Melbourne comedy festival review by Steve Bennett

From the outside, Celia Pacquola’s life is going great. She’s filling a sizeable theatre at the Melbourne comedy festival and starring in the acclaimed ABC sitcoms Rosehaven and Utopia.

Yet this frank and fearless show reveals that looks can be deceptive, for that confident woman on stage has been fighting depression and anxieties.

Such mental health concerns might be common ground for self-analytical comedians used to turning pain into art, but Pacquola is up there with the best. Although she’s dealing with weighty matters, she’s nimble-footed with them; the laughs flow so freely from her jauntily confessional anecdotes about being a slightly messed-up woman in her 30s, prone to making bad decisions under the influence of too much wine, that the underlying issues are addressed by stealth.

Her analogy for the human condition, of us all being a hive of bees in a person-shaped suit, is a memorable one, explaining both her own inner tumult she sometimes struggles to tame, and why everyone else is a mess of contradictions and conflicting impulses.

Every section resonates with relevance as she discusses the likes of the #metoo movement, the nefarious uses of technology. Not just Mark Zuckerberg, there’s also the matter of the sex tape she only recently realised she made in her past. And that’s not the biggest personal disclosure in this candid hour.

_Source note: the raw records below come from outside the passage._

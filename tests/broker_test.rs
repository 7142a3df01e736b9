//! Token broker against a CapSolver double.

use seo_mcp::captcha::{AccessToken, CapSolverBroker, TokenBroker};
use seo_mcp::core::config::{SeoConfig, AHREFS_TURNSTILE_SITE_KEY};
use seo_mcp::TokenError;
use serde_json::json;
use std::time::Duration;
use wiremock::matchers::{any, body_partial_json, method, path};
use wiremock::{Mock, MockServer, ResponseTemplate};

const TARGET: &str = "https://ahrefs.com/keyword-difficulty/?country=us&input=rust";

fn config_for(server: &MockServer) -> SeoConfig {
    SeoConfig {
        capsolver_api_key: Some("test-key".to_string()),
        capsolver_base_url: server.uri(),
        poll_interval: Duration::from_millis(10),
        max_polls: 5,
        solve_timeout: Duration::from_secs(10),
        cache_dir: None,
        ..SeoConfig::default()
    }
}

fn broker(config: &SeoConfig) -> CapSolverBroker {
    CapSolverBroker::new(reqwest::Client::new(), config)
}

async fn mount_create_task(server: &MockServer) {
    Mock::given(method("POST"))
        .and(path("/createTask"))
        .and(body_partial_json(json!({
            "clientKey": "test-key",
            "task": {
                "type": "AntiTurnstileTaskProxyLess",
                "websiteKey": AHREFS_TURNSTILE_SITE_KEY,
                "websiteURL": TARGET
            }
        })))
        .respond_with(
            ResponseTemplate::new(200).set_body_json(json!({"errorId": 0, "taskId": "task-1"})),
        )
        .expect(1)
        .mount(server)
        .await;
}

fn poll_status(status: &str) -> ResponseTemplate {
    ResponseTemplate::new(200).set_body_json(json!({"errorId": 0, "status": status}))
}

#[tokio::test]
async fn failed_on_first_poll_yields_no_token() {
    let server = MockServer::start().await;
    mount_create_task(&server).await;
    Mock::given(method("POST"))
        .and(path("/getTaskResult"))
        .and(body_partial_json(json!({"clientKey": "test-key", "taskId": "task-1"})))
        .respond_with(poll_status("failed"))
        .expect(1)
        .mount(&server)
        .await;

    let err = broker(&config_for(&server)).acquire(TARGET).await.unwrap_err();
    assert!(matches!(err, TokenError::SolverFailed(_)), "got {:?}", err);
}

#[tokio::test]
async fn pending_then_ready_returns_exact_token_after_two_polls() {
    let server = MockServer::start().await;
    mount_create_task(&server).await;
    Mock::given(method("POST"))
        .and(path("/getTaskResult"))
        .respond_with(poll_status("processing"))
        .up_to_n_times(1)
        .expect(1)
        .mount(&server)
        .await;
    Mock::given(method("POST"))
        .and(path("/getTaskResult"))
        .respond_with(ResponseTemplate::new(200).set_body_json(json!({
            "errorId": 0,
            "status": "ready",
            "solution": {"token": "0.turnstile-token"}
        })))
        .expect(1)
        .mount(&server)
        .await;

    let token = broker(&config_for(&server)).acquire(TARGET).await.unwrap();
    assert_eq!(token, AccessToken::new("0.turnstile-token"));
}

#[tokio::test]
async fn poll_ceiling_surfaces_timeout() {
    let server = MockServer::start().await;
    mount_create_task(&server).await;
    Mock::given(method("POST"))
        .and(path("/getTaskResult"))
        .respond_with(poll_status("processing"))
        .expect(3)
        .mount(&server)
        .await;

    let config = SeoConfig {
        max_polls: 3,
        ..config_for(&server)
    };
    match broker(&config).acquire(TARGET).await {
        Err(TokenError::Timeout { polls, .. }) => assert_eq!(polls, 3),
        other => panic!("expected timeout, got {:?}", other),
    }
}

#[tokio::test]
async fn deadline_stops_polling_before_the_ceiling() {
    let server = MockServer::start().await;
    mount_create_task(&server).await;
    Mock::given(method("POST"))
        .and(path("/getTaskResult"))
        .respond_with(poll_status("processing"))
        .mount(&server)
        .await;

    let config = SeoConfig {
        poll_interval: Duration::from_millis(20),
        max_polls: 1_000,
        solve_timeout: Duration::from_millis(150),
        ..config_for(&server)
    };
    match broker(&config).acquire(TARGET).await {
        Err(TokenError::Timeout { polls, waited }) => {
            assert!(polls < 1_000);
            assert!(waited < Duration::from_secs(5));
        }
        other => panic!("expected timeout, got {:?}", other),
    }
}

#[tokio::test]
async fn missing_task_id_is_a_submission_error() {
    let server = MockServer::start().await;
    Mock::given(method("POST"))
        .and(path("/createTask"))
        .respond_with(ResponseTemplate::new(200).set_body_json(json!({"errorId": 0})))
        .mount(&server)
        .await;
    Mock::given(path("/getTaskResult"))
        .respond_with(poll_status("ready"))
        .expect(0)
        .mount(&server)
        .await;

    let err = broker(&config_for(&server)).acquire(TARGET).await.unwrap_err();
    assert!(matches!(err, TokenError::Submission(_)), "got {:?}", err);
}

#[tokio::test]
async fn rejected_key_reports_solver_error_code() {
    let server = MockServer::start().await;
    Mock::given(method("POST"))
        .and(path("/createTask"))
        .respond_with(ResponseTemplate::new(400).set_body_json(json!({
            "errorId": 1,
            "errorCode": "ERROR_KEY_DENIED_ACCESS",
            "errorDescription": "Key denied"
        })))
        .mount(&server)
        .await;

    let err = broker(&config_for(&server)).acquire(TARGET).await.unwrap_err();
    match err {
        TokenError::Submission(msg) => assert!(msg.contains("ERROR_KEY_DENIED_ACCESS")),
        other => panic!("expected submission error, got {:?}", other),
    }
}

#[tokio::test]
async fn garbage_body_is_not_a_panic() {
    let server = MockServer::start().await;
    Mock::given(method("POST"))
        .and(path("/createTask"))
        .respond_with(ResponseTemplate::new(502).set_body_string("<html>bad gateway</html>"))
        .mount(&server)
        .await;

    let err = broker(&config_for(&server)).acquire(TARGET).await.unwrap_err();
    assert!(matches!(err, TokenError::Submission(_)), "got {:?}", err);
}

#[tokio::test]
async fn missing_api_key_sends_nothing() {
    let server = MockServer::start().await;
    Mock::given(any())
        .respond_with(ResponseTemplate::new(200))
        .expect(0)
        .mount(&server)
        .await;

    let config = SeoConfig {
        capsolver_api_key: None,
        ..config_for(&server)
    };
    let err = broker(&config).acquire(TARGET).await.unwrap_err();
    assert!(matches!(err, TokenError::MissingApiKey));
}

Without a scintilla of feeling ‘worthy’, Pacquola is doing sterling work in normalising matters sometimes considered taboo, stripping such issues of their oppressive baggage to make them just another fact of almost everyone’s life, ripe for the mocking.

This is the comedian at her ‘two glasses of vino’ best, loose enough to be indiscrete about her turbulent life, astutely self-aware but sharing intimacies with disarming wit.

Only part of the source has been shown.